[torch.compile] generic decorators (#9258)

2024-10-10 15:54:23 -07:00 · 2024-10-10 15:54:23 -07:00 · e00c094f15
commit e00c094f15
parent a78c6ba7c8
3 changed files with 74 additions and 34 deletions
--- a/vllm/compilation/decorators.py
+++ b/vllm/compilation/decorators.py
@ -1,20 +1,54 @@
-from typing import List, Optional, Union
+import inspect
+from typing import Dict, List, Union

 import torch

 import vllm.envs as envs
-from vllm.attention import AttentionMetadata
 from vllm.compilation.levels import CompilationLevel
 from vllm.compilation.wrapper import TorchCompileWrapperWithCustomDispatcher
 from vllm.sequence import IntermediateTensors
 from vllm.utils import supports_dynamo


-def support_compile_llama_style(cls: type):
+def support_torch_compile(dynamic_arg_dims: Dict[str, Union[int, List[int]]]):
+    """
+    A decorator to add support for compiling the forward method of a class.
+
+    `dynamic_arg_dims` is a dictionary that maps argument names to the dynamic
+    dimensions of the argument. The dynamic dimensions can be either a single
+    integer or a list of integers.
+
+    Depending on the value of arguments:
+
+    - if it is a single integer, the corresponding dimension of the argument
+        will be marked as dynamic.
+    - if it is `None`, ignored.
+    - if it is `IntermediateTensors`, all the tensors in the intermediate
+        tensors will be marked as dynamic.
+    - otherwise, it will raise an error.
+
+    NOTE: if an argument is `None`, it should always be passed as `None` during
+    the lifetime of the model, otherwise, it cannot be captured as a single
+    computation graph.
+    """
+
+    def cls_decorator_helper(cls: type):
+        # helper to pass `dynamic_arg_dims`` to `_support_torch_compile``
+        # to avoid too much indentation for `_support_torch_compile``
+        sig = inspect.signature(cls.forward)
+        for k in dynamic_arg_dims:
+            if k not in sig.parameters:
+                raise ValueError(
+                    f"Argument {k} not found in the forward method of {cls}")
+        return _support_torch_compile(cls, dynamic_arg_dims)
+
+    return cls_decorator_helper
+
+
+def _support_torch_compile(cls: type,
+                           dynamic_arg_dims: Dict[str, Union[int, List[int]]]):
    """
    A decorator to add support for compiling the forward method of a class.
-    If a module's **forward signature** is compatible with llama, this 
-    decorator can be used to enable the compilation of the forward method.
    """

    # for CompilationLevel.DYNAMO_AS_IS , the upper level model runner
@ -37,48 +71,42 @@ def support_compile_llama_style(cls: type):

    cls.__init__ = __init__

-    def __call__(
-        self,
-        input_ids: Optional[torch.Tensor],
-        positions: torch.Tensor,
-        kv_caches: List[torch.Tensor],
-        attn_metadata: AttentionMetadata,
-        intermediate_tensors: Optional[IntermediateTensors],
-        inputs_embeds: Optional[torch.Tensor] = None,
-    ) -> Union[torch.Tensor, IntermediateTensors]:
+    def __call__(self, *args, **kwargs):
        # torch.compiler.is_compiling() means we are inside the compilation
        # e.g. TPU has the compilation logic in model runner, so we don't
        # need to compile the model inside.
        if torch.compiler.is_compiling():
-            return self.forward(input_ids, positions, kv_caches, attn_metadata,
-                                intermediate_tensors, inputs_embeds)
+            return self.forward(*args, **kwargs)

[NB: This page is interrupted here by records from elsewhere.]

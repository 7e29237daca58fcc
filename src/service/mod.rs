pub mod background_jobs;
pub mod error;
pub mod escrow_service;
pub mod notification_service;
pub mod offer_service;
pub mod payment_provider;
pub mod payment_service;
pub mod wallet_service;
// db/db.rs
use sqlx::{Pool, Postgres};

#[derive(Clone)]
pub struct DBClient {
    pub pool: Pool<Postgres>,
}

impl std::fmt::Debug for DBClient {
    fn fmt(&self, f: &mut std::fmt::Formatter<'_>) -> std::fmt::Result {
        f.debug_struct("DBClient")
            .field("pool", &"Pool<Postgres>")
            .finish()
    }
}

impl DBClient {
    pub fn new(pool: Pool<Postgres>) -> Self {
        DBClient { pool }
    }

    pub async fn health_check(&self) -> Result<(), sqlx::Error> {
        sqlx::query("SELECT 1").execute(&self.pool).await?;
        Ok(())
    }
}
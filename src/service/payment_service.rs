// service/payment_service.rs
use std::sync::Arc;

use chrono::{DateTime, Utc};
use uuid::Uuid;
use validator::Validate;

use super::{
    error::ServiceError,
    notification_service::{emit_offer_change, EventEmitter},
    payment_provider::{CheckoutRequest, PaymentChannel, PaymentGateway},
};
use crate::{
    db::MarketStore,
    dtos::paymentdtos::{CreatePaymentRequest, CreatePaymentResponse, PaymentCallbackPayload},
    models::{
        chatmodels::{Message, MessageType},
        offermodels::{order_code_from_merchant_ref, JobOffer, OfferStatus},
        paymentmodels::{CallbackUpdate, Transaction, TransactionStatus},
    },
    utils::order_code::is_valid_order_code,
};

#[derive(Debug, Clone)]
pub enum CallbackOutcome {
    /// No transaction carries this reference; acknowledged and ignored.
    UnknownReference,
    /// Transaction fields updated, offer untouched.
    Recorded(TransactionStatus),
    /// The payment moved the offer from pending to paid.
    OfferPaid(JobOffer),
}

#[derive(Clone)]
pub struct PaymentService {
    store: Arc<dyn MarketStore>,
    gateway: Arc<dyn PaymentGateway>,
    events: Arc<dyn EventEmitter>,
}

impl PaymentService {
    pub fn new(
        store: Arc<dyn MarketStore>,
        gateway: Arc<dyn PaymentGateway>,
        events: Arc<dyn EventEmitter>,
    ) -> Self {
        Self { store, gateway, events }
    }

    pub async fn list_channels(&self) -> Result<Vec<PaymentChannel>, ServiceError> {
        let channels = self.gateway.payment_channels().await?;
        Ok(channels.into_iter().filter(|c| c.active).collect())
    }

    /// Nothing is written until the gateway confirms the checkout.
    pub async fn create_payment(
        &self,
        requester: Uuid,
        body: CreatePaymentRequest,
    ) -> Result<CreatePaymentResponse, ServiceError> {
        body.validate()
            .map_err(|e| ServiceError::validation(e.to_string()))?;

        let offer = self
            .store
            .get_offer(body.offer_id)
            .await?
            .ok_or_else(|| ServiceError::not_found("Offer not found"))?;

        if offer.client_id != requester {
            return Err(ServiceError::unauthorized("Only the client can pay for this offer"));
        }
        if offer.status != OfferStatus::Pending {
            return Err(ServiceError::conflict("Only pending offers can be paid"));
        }

        let channel = self
            .gateway
            .payment_channels()
            .await?
            .into_iter()
            .find(|c| c.active && c.code == body.payment_method)
            .ok_or_else(|| {
                ServiceError::validation(format!("Unknown payment method: {}", body.payment_method))
            })?;

        let fee = channel.fee_for(offer.price);
        let total_amount = offer
            .price
            .checked_add(fee)
            .ok_or_else(|| ServiceError::validation("Payment amount is out of range"))?;
        let merchant_ref = offer.merchant_ref();

        let session = self
            .gateway
            .create_checkout(&CheckoutRequest {
                merchant_ref: merchant_ref.clone(),
                amount: total_amount,
                customer_name: body.customer_name.unwrap_or_else(|| "Client".to_string()),
                customer_email: body.customer_email.unwrap_or_default(),
                item_name: offer.title.clone(),
                method: channel.code.clone(),
            })
            .await?;

        let now = Utc::now();
        let trx = Transaction {
            id: Uuid::new_v4(),
            job_offer_id: offer.id,
            reference: session.reference.clone(),
            merchant_ref: merchant_ref.clone(),
            payment_method: channel.name.clone(),
            payment_method_code: channel.code.clone(),
            total_amount,
            fee_merchant: 0,
            fee_customer: fee,
            total_fee: fee,
            amount_received: 0,
            checkout_url: session.checkout_url.clone(),
            status: TransactionStatus::Unpaid,
            paid_at: None,
            note: String::new(),
            created_at: now,
            updated_at: now,
        };

        let mut tx = self.store.begin().await?;
        tx.insert_transaction(&trx).await?;
        tx.commit().await?;

        tracing::info!(
            "Checkout {} created for offer {} ({}): price {}, fee {}, total {}",
            session.reference,
            offer.id,
            merchant_ref,
            offer.price,
            fee,
            total_amount
        );

        Ok(CreatePaymentResponse {
            checkout_url: session.checkout_url,
            reference: session.reference,
            merchant_ref,
            amount: offer.price,
            fee,
            total_amount,
        })
    }

    /// Verifies and applies a gateway callback. Safe to repeat: fields are
    /// overwritten, and only a pending offer moves to paid.
    pub async fn handle_callback(
        &self,
        signature: Option<&str>,
        raw_body: &[u8],
    ) -> Result<CallbackOutcome, ServiceError> {
        let signature = signature
            .map(str::trim)
            .filter(|s| !s.is_empty())
            .ok_or_else(|| {
                tracing::warn!("Rejected payment callback without signature");
                ServiceError::validation("Missing callback signature")
            })?;

        if !self.gateway.verify_callback(signature, raw_body) {
            tracing::warn!("Rejected payment callback with invalid signature");
            return Err(ServiceError::validation("Invalid callback signature"));
        }

        let payload: PaymentCallbackPayload = serde_json::from_slice(raw_body)
            .map_err(|e| ServiceError::validation(format!("Invalid callback payload: {}", e)))?;
        let status: TransactionStatus = payload.status.parse().map_err(ServiceError::Validation)?;

        let update = CallbackUpdate {
            reference: payload.reference.clone(),
            status,
            payment_method: payload.payment_method,
            payment_method_code: payload.payment_method_code,
            total_amount: payload.total_amount,
            fee_merchant: payload.fee_merchant,
            fee_customer: payload.fee_customer,
            total_fee: payload.total_fee,
            amount_received: payload.amount_received,
            paid_at: if payload.paid_at > 0 {
                DateTime::<Utc>::from_timestamp(payload.paid_at, 0)
            } else {
                None
            },
            note: payload.note.unwrap_or_default(),
        };

        let mut tx = self.store.begin().await?;

        // lock the offer before touching its transaction row
        let offer = if status == TransactionStatus::Paid {
            let order_code = order_code_from_merchant_ref(&payload.merchant_ref)
                .filter(|code| is_valid_order_code(code))
                .ok_or_else(|| {
                    ServiceError::validation(format!("Invalid merchant reference: {}", payload.merchant_ref))
                })?;
            tx.lock_offer_by_code(order_code).await?
        } else {
            None
        };

        let trx = match tx.update_transaction_from_callback(&update).await? {
            Some(trx) => trx,
            None => {
                tracing::warn!("Payment callback for unknown reference {}", update.reference);
                return Ok(CallbackOutcome::UnknownReference);
            }
        };

        let mut offer = match offer {
            Some(offer) if status == TransactionStatus::Paid => offer,
            _ => {
                tx.commit().await?;
                tracing::info!("Transaction {} recorded as {}", trx.reference, status);
                return Ok(CallbackOutcome::Recorded(status));
            }
        };

        if offer.id != trx.job_offer_id {
            tx.commit().await?;
            tracing::warn!(
                "Transaction {} belongs to offer {}, not {}; offer left unchanged",
                trx.reference,
                trx.job_offer_id,
                offer.id
            );
            return Ok(CallbackOutcome::Recorded(status));
        }

        if offer.status != OfferStatus::Pending {
            tx.commit().await?;
            tracing::warn!(
                "Duplicate paid callback for offer {} (#{}), already {}",
                offer.id,
                offer.order_code,
                offer.status
            );
            return Ok(CallbackOutcome::Recorded(status));
        }

        offer.status = OfferStatus::Paid;
        offer.updated_at = Utc::now();
        tx.save_offer(&offer).await?;

        let message = Message::new(
            offer.conversation_id,
            offer.client_id,
            MessageType::System,
            format!(
                "Payment for order #{} was received. The freelancer can start working.",
                offer.order_code
            ),
        );
        tx.insert_message(&message).await?;
        tx.commit().await?;

        tracing::info!(
            "Offer {} (#{}) paid via {} ({})",
            offer.id,
            offer.order_code,
            trx.reference,
            trx.payment_method_code
        );

        emit_offer_change(self.events.as_ref(), &offer, Some(&message));
        Ok(CallbackOutcome::OfferPaid(offer))
    }
}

        # the first compilation needs to have dynamic shapes marked
        if len(self.compiled_codes) < 1:
-            if input_ids is not None:
-                torch._dynamo.mark_dynamic(input_ids, 0)
-            torch._dynamo.mark_dynamic(positions, 0)
-            if inputs_embeds is not None:
-                torch._dynamo.mark_dynamic(inputs_embeds, 0)
-            if intermediate_tensors is not None:
-                for tensors in intermediate_tensors.tensors.values():
-                    torch._dynamo.mark_dynamic(tensors, 0)
+            sig = inspect.signature(self.__class__.forward)
+            bound_args = sig.bind(self, *args, **kwargs)
+            bound_args.apply_defaults()
+            for k, dims in dynamic_arg_dims.items():
+                arg = bound_args.arguments.get(k)
+                if arg is not None:
+                    if isinstance(arg, torch.Tensor):
+                        torch._dynamo.mark_dynamic(arg, dims)
+                    elif isinstance(arg, IntermediateTensors):
+                        for tensor in arg.tensors.values():
+                            torch._dynamo.mark_dynamic(tensor, dims)
+                    else:
+                        raise ValueError(
+                            "Unsupported dynamic dimensions"
+                            f" {dims} for argument {k} with type {type(arg)}.")

        # if we don't use custom dispatcher, we can directly call the
        # compiled function and let torch.compile handle the dispatching,
        # with the overhead of guard evaluation and recompilation.
        if len(self.compiled_codes) < 1 or not self.use_custom_dispatcher:
-            return self.compiled_callable(input_ids, positions, kv_caches,
-                                          attn_metadata, intermediate_tensors,
-                                          inputs_embeds)
+            return self.compiled_callable(*args, **kwargs)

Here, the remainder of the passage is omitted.